BEGIN Entries provided

//! Capability interfaces onto the host environment.
//!
//! The coordinator never talks to a browser, desktop shell or OS directly;
//! it goes through these traits. [`memory::MemoryHost`] implements all of
//! them in-process and is used by the headless binary and by tests.

pub mod memory;

use std::sync::Arc;

use async_trait::async_trait;
use focus_core::models::{Notification, Resource, ResourceId};
use focus_core::Result;

/// Enumerates, hides, shows and talks to open resources.
#[async_trait]
pub trait ResourceManager: Send + Sync {
    /// Every currently open resource.
    async fn list(&self) -> Result<Vec<Resource>>;

    /// The resource the user is looking at, if any.
    async fn focused(&self) -> Result<Option<Resource>>;

    async fn get(&self, id: ResourceId) -> Result<Option<Resource>>;

    /// Bulk hide. Fails as a whole if any id is rejected.
    async fn hide(&self, ids: &[ResourceId]) -> Result<()>;

    /// Bulk show. Fails as a whole if any id is rejected.
    async fn show(&self, ids: &[ResourceId]) -> Result<()>;

    async fn navigate(&self, id: ResourceId, url: &str) -> Result<()>;

    /// Visible text of the resource, for action extraction.
    async fn read_text(&self, id: ResourceId) -> Result<String>;

    /// Deliver a focus-state change to the resource's listener.
    async fn send_state(&self, id: ResourceId, active: bool) -> Result<()>;
}

/// Displays user-facing alerts.
#[async_trait]
pub trait NotificationSink: Send + Sync {
    async fn create(&self, notification: Notification) -> Result<()>;
}

/// Installs and removes the per-resource hook that swallows
/// resource-originated notifications.
#[async_trait]
pub trait NotificationOverride: Send + Sync {
    async fn install(&self, id: ResourceId) -> Result<()>;

    /// Restore the original behaviour if an override is present.
    async fn remove(&self, id: ResourceId) -> Result<()>;
}

/// Indicator, UI broadcast and clipboard.
#[async_trait]
pub trait StatusSurface: Send + Sync {
    async fn set_indicator(&self, on: bool) -> Result<()>;

    /// Tell any listening UI about a focus-state change.
    async fn broadcast(&self, active: bool) -> Result<()>;

    async fn write_clipboard(&self, text: &str) -> Result<()>;
}

/// The full set of host capabilities handed to the coordinator.
#[derive(Clone)]
pub struct Host {
    pub resources: Arc<dyn ResourceManager>,
    pub notifications: Arc<dyn NotificationSink>,
    pub overrides: Arc<dyn NotificationOverride>,
    pub surface: Arc<dyn StatusSurface>,
}

impl Host {
    /// Use one object for every capability.
    pub fn from_shared<T>(host: Arc<T>) -> Self
    where
        T: ResourceManager + NotificationSink + NotificationOverride + StatusSurface + 'static,
    {
        Self {
            resources: host.clone(),
            notifications: host.clone(),
            overrides: host.clone(),
            surface: host,
        }
    }
}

END Entries provided

▶ Exercise objective:
Each line must be set down again exactly as above, with no line omitted.

▶ Exercise result:
//! Capability interfaces onto the host environment.
//!
//! The coordinator never talks to a browser, desktop shell or OS directly;
//! it goes through these traits. [`memory::MemoryHost`] implements all of
//! them in-process and is used by the headless binary and by tests.

pub mod memory;

use std::sync::Arc;

use async_trait::async_trait;
use focus_core::models::{Notification, Resource, ResourceId};
use focus_core::Result;

/// Enumerates, hides, shows and talks to open resources.
#[async_trait]
pub trait ResourceManager: Send + Sync {
    /// Every currently open resource.
    async fn list(&self) -> Result<Vec<Resource>>;

    /// The resource the user is looking at, if any.
    async fn focused(&self) -> Result<Option<Resource>>;

    async fn get(&self, id: ResourceId) -> Result<Option<Resource>>;

    /// Bulk hide. Fails as a whole if any id is rejected.
    async fn hide(&self, ids: &[ResourceId]) -> Result<()>;

    /// Bulk show. Fails as a whole if any id is rejected.
    async fn show(&self, ids: &[ResourceId]) -> Result<()>;

    async fn navigate(&self, id: ResourceId, url: &str) -> Result<()>;

    /// Visible text of the resource, for action extraction.
    async fn read_text(&self, id: ResourceId) -> Result<String>;

    /// Deliver a focus-state change to the resource's listener.
    async fn send_state(&self, id: ResourceId, active: bool) -> Result<()>;
}

/// Displays user-facing alerts.
#[async_trait]
pub trait NotificationSink: Send + Sync {
    async fn create(&self, notification: Notification) -> Result<()>;
}

/// Installs and removes the per-resource hook that swallows
/// resource-originated notifications.
#[async_trait]
pub trait NotificationOverride: Send + Sync {
    async fn install(&self, id: ResourceId) -> Result<()>;

    /// Restore the original behaviour if an override is present.
    async fn remove(&self, id: ResourceId) -> Result<()>;
}

/// Indicator, UI broadcast and clipboard.
#[async_trait]
pub trait StatusSurface: Send + Sync {
    async fn set_indicator(&self, on: bool) -> Result<()>;

    /// Tell any listening UI about a focus-state change.
    async fn broadcast(&self, active: bool) -> Result<()>;

    async fn write_clipboard(&self, text: &str) -> Result<()>;
}

/// The full set of host capabilities handed to the coordinator.
#[derive(Clone)]
pub struct Host {
    pub resources: Arc<dyn ResourceManager>,
    pub notifications: Arc<dyn NotificationSink>,
    pub overrides: Arc<dyn NotificationOverride>,
    pub surface: Arc<dyn StatusSurface>,
}

impl Host {
    /// Use one object for every capability.
    pub fn from_shared<T>(host: Arc<T>) -> Self
    where
        T: ResourceManager + NotificationSink + NotificationOverride + StatusSurface + 'static,
    {
        Self {
            resources: host.clone(),
            notifications: host.clone(),
            overrides: host.clone(),
            surface: host,
        }
    }
}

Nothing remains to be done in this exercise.